___ Input for this task
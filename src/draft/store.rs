//! Draft session store — restore, write-through update, expiry, clear.
//!
//! DESIGN
//! ======
//! The store keeps an in-memory mirror of the current draft and writes the
//! whole session envelope through to storage on every update. Expiry is a
//! sliding window checked lazily on `restore`; nothing sweeps in the
//! background.
//!
//! ERROR HANDLING
//! ==============
//! Storage failures (unreadable, malformed, quota) are logged at `warn` and
//! treated as "no draft". A store built without storage keeps only the
//! in-memory mirror and never touches a backend.
//!
//! TRADE-OFFS
//! ==========
//! Two tabs editing the same draft race with last-write-wins. There is no
//! version stamp on the envelope.

use serde::Serialize;
use serde::de::DeserializeOwned;
use time::{Duration, OffsetDateTime};
use tracing::{debug, warn};

use super::session::{Session, generate_session_id};
use super::storage::{DraftStorage, StorageError};
use crate::clock::{Clock, SystemClock};
use crate::generation::types::GenerationRequest;

pub const DEFAULT_DRAFT_KEY: &str = "guest_form_draft";
pub const DEFAULT_SESSION_ID_KEY: &str = "guest_session_id";
pub const DEFAULT_DRAFT_TTL: Duration = Duration::hours(4);

/// Storage keys and expiry window for one draft.
#[derive(Debug, Clone, PartialEq, Eq)]
pub struct DraftStoreConfig {
    /// Key holding the JSON session envelope.
    pub draft_key: String,
    /// Key holding the bare guest session id.
    pub session_id_key: String,
    /// Sliding expiry window, refreshed on every update.
    pub ttl: Duration,
}

impl Default for DraftStoreConfig {
    fn default() -> Self {
        Self {
            draft_key: DEFAULT_DRAFT_KEY.to_owned(),
            session_id_key: DEFAULT_SESSION_ID_KEY.to_owned(),
            ttl: DEFAULT_DRAFT_TTL,
        }
    }
}

/// Where the store sits in its lifecycle.
#[derive(Debug, Clone, Copy, PartialEq, Eq)]
pub enum StorePhase {
    /// Built, `restore` not yet called.
    Uninitialized,
    /// Restored with no live draft (absent, expired, or unreadable).
    Empty,
    /// Holding a draft, either restored or written by `update`.
    WithDraft,
    /// Explicitly cleared; no draft and no session id.
    Cleared,
}

/// Outcome of [`DraftSessionStore::restore`].
#[derive(Debug, Clone, PartialEq)]
pub struct Restored<T> {
    pub draft: T,
    /// `true` when `draft` came from a live persisted session.
    pub restored: bool,
    pub last_saved_at: Option<OffsetDateTime>,
}

/// Single named, expiring draft persisted through a [`DraftStorage`].
pub struct DraftSessionStore<T, S, C = SystemClock> {
    storage: Option<S>,
    clock: C,
    config: DraftStoreConfig,
    default_draft: T,
    draft: T,
    session_id: Option<String>,
    last_saved_at: Option<OffsetDateTime>,
    phase: StorePhase,
}

impl<T, S> DraftSessionStore<T, S, SystemClock>
where
    T: Serialize + DeserializeOwned + Clone,
    S: DraftStorage,
{
    /// Build a store with default keys and TTL on the system clock.
    ///
    /// Pass `None` for `storage` when no persistent storage is available
    /// (server rendering, storage disabled); every operation then stays
    /// in memory.
    pub fn new(storage: Option<S>, default_draft: T) -> Self {
        Self::with_clock(storage, default_draft, DraftStoreConfig::default(), SystemClock)
    }
}

impl<T, S, C> DraftSessionStore<T, S, C>
where
    T: Serialize + DeserializeOwned + Clone,
    S: DraftStorage,
    C: Clock,
{
    pub fn with_clock(storage: Option<S>, default_draft: T, config: DraftStoreConfig, clock: C) -> Self {
        Self {
            storage,
            clock,
            config,
            draft: default_draft.clone(),
            default_draft,
            session_id: None,
            last_saved_at: None,
            phase: StorePhase::Uninitialized,
        }
    }

    // =========================================================================
    // OPERATIONS
    // =========================================================================

    /// Load the persisted draft if one is live.
    ///
    /// An expired envelope is removed from storage. A malformed one is
    /// ignored and left for the next `update` to overwrite. Calling this
    /// again re-reads storage and yields the same answer.
    pub fn restore(&mut self) -> Restored<T> {
        let Some(storage) = &self.storage else {
            if self.phase == StorePhase::Uninitialized {
                self.phase = StorePhase::Empty;
            }
            return Restored { draft: self.draft.clone(), restored: false, last_saved_at: None };
        };

        if let Some(session) = load_live_session::<T, S>(storage, &self.config, self.clock.now()) {
            debug!(session_id = %session.guest_session_id, last_updated = %session.last_updated, "draft restored");
            self.draft = session.form_data;
            self.session_id = Some(session.guest_session_id);
            self.last_saved_at = Some(session.last_updated);
            self.phase = StorePhase::WithDraft;
            return Restored { draft: self.draft.clone(), restored: true, last_saved_at: self.last_saved_at };
        }

        self.draft = self.default_draft.clone();
        self.session_id = read_stable_session_id(storage, &self.config);
        self.last_saved_at = None;
        self.phase = StorePhase::Empty;
        Restored { draft: self.draft.clone(), restored: false, last_saved_at: None }
    }

    /// Replace the draft and write it through with a refreshed expiry.
    ///
    /// Never fails: storage errors are logged and the in-memory draft is
    /// kept regardless.
    pub fn update(&mut self, draft: T) {
        if self.phase == StorePhase::Uninitialized {
            warn!(key = %self.config.draft_key, "draft updated before restore; a live persisted draft may be overwritten");
        }
        self.draft = draft;
        self.phase = StorePhase::WithDraft;

        let Some(storage) = &self.storage else {
            return;
        };

        let session_id = self
            .session_id
            .take()
            .or_else(|| read_stable_session_id(storage, &self.config))
            .unwrap_or_else(generate_session_id);
        let now = self.clock.now();
        let session = Session::new(session_id, &self.draft, now, self.config.ttl);

        match write_draft(storage, &self.config, &session) {
            Ok(()) => self.last_saved_at = Some(now),
            Err(e) => {
                warn!(error = %e, code = e.error_code(), key = %self.config.draft_key, "draft persist failed");
            }
        }
        if let Err(e) = storage.set_item(&self.config.session_id_key, &session.guest_session_id) {
            warn!(error = %e, code = e.error_code(), key = %self.config.session_id_key, "session id persist failed");
        }
        self.session_id = Some(session.guest_session_id);
    }

    /// Drop the draft and the guest session id, in memory and in storage.
    pub fn clear(&mut self) {
        self.draft = self.default_draft.clone();
        self.session_id = None;
        self.last_saved_at = None;
        self.phase = StorePhase::Cleared;

        let Some(storage) = &self.storage else {
            return;
        };
        for key in [&self.config.draft_key, &self.config.session_id_key] {
            if let Err(e) = storage.remove_item(key) {
                warn!(error = %e, code = e.error_code(), %key, "draft clear failed");
            }
        }
    }

    // =========================================================================
    // ACCESSORS
    // =========================================================================

    #[must_use]
    pub fn draft(&self) -> &T {
        &self.draft
    }

    #[must_use]
    pub fn session_id(&self) -> Option<&str> {
        self.session_id.as_deref()
    }

    #[must_use]
    pub fn last_saved_at(&self) -> Option<OffsetDateTime> {
        self.last_saved_at
    }

    #[must_use]
    pub fn phase(&self) -> StorePhase {
        self.phase
    }

    /// `false` when the store was built without a storage backend.
    #[must_use]
    pub fn is_persistent(&self) -> bool {
        self.storage.is_some()
    }

    #[must_use]
    pub fn config(&self) -> &DraftStoreConfig {
        &self.config
    }

    /// Bundle the current draft and guest session id for submission.
    #[must_use]
    pub fn generation_request(&self, user_id: Option<String>) -> GenerationRequest<T> {
        GenerationRequest { draft: self.draft.clone(), guest_session_id: self.session_id.clone(), user_id }
    }
}

// =============================================================================
// STORAGE HELPERS
// =============================================================================

fn load_live_session<T, S>(storage: &S, config: &DraftStoreConfig, now: OffsetDateTime) -> Option<Session<T>>
where
    T: DeserializeOwned,
    S: DraftStorage,
{
    let raw = match storage.get_item(&config.draft_key) {
        Ok(Some(raw)) => raw,
        Ok(None) => return None,
        Err(e) => {
            warn!(error = %e, code = e.error_code(), key = %config.draft_key, "draft read failed");
            return None;
        }
    };

    // Expiry is judged on the envelope alone so a stale draft whose form
    // shape no longer matches `T` is still purged.
    let envelope = match Session::<serde_json::Value>::decode(&raw) {
        Ok(envelope) => envelope,
        Err(e) => {
            warn!(error = %e, code = e.error_code(), key = %config.draft_key, "ignoring malformed draft");
            return None;
        }
    };

    if envelope.is_expired(now) {
        debug!(session_id = %envelope.guest_session_id, expires_at = envelope.expires_at, "draft expired; purging");
        if let Err(e) = storage.remove_item(&config.draft_key) {
            warn!(error = %e, code = e.error_code(), key = %config.draft_key, "expired draft purge failed");
        }
        return None;
    }

    match envelope.into_form::<T>() {
        Ok(session) => Some(session),
        Err(e) => {
            warn!(error = %e, code = e.error_code(), key = %config.draft_key, "ignoring draft with unreadable form data");
            None
        }
    }
}

fn read_stable_session_id<S: DraftStorage>(storage: &S, config: &DraftStoreConfig) -> Option<String> {
    match storage.get_item(&config.session_id_key) {
        Ok(id) => id.filter(|id| !id.trim().is_empty()),
        Err(e) => {
            warn!(error = %e, code = e.error_code(), key = %config.session_id_key, "session id read failed");
            None
        }
    }
}

fn write_draft<T, S>(storage: &S, config: &DraftStoreConfig, session: &Session<&T>) -> Result<(), StorageError>
where
    T: Serialize,
    S: DraftStorage,
{
    let raw = session.encode()?;
    storage.set_item(&config.draft_key, &raw)
}

#[cfg(test)]
#[path = "store_test.rs"]
mod tests;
______
- _Description of the task_
Beginning at the line containing "Ok(id) => id.filter(|id|", repeat each line exactly through the last line of the entries, and include no other lines.

- _Solution_
        Ok(id) => id.filter(|id| !id.trim().is_empty()),
        Err(e) => {
            warn!(error = %e, code = e.error_code(), key = %config.session_id_key, "session id read failed");
            None
        }
    }
}

fn write_draft<T, S>(storage: &S, config: &DraftStoreConfig, session: &Session<&T>) -> Result<(), StorageError>
where
    T: Serialize,
    S: DraftStorage,
{
    let raw = session.encode()?;
    storage.set_item(&config.draft_key, &raw)
}

#[cfg(test)]
#[path = "store_test.rs"]
mod tests;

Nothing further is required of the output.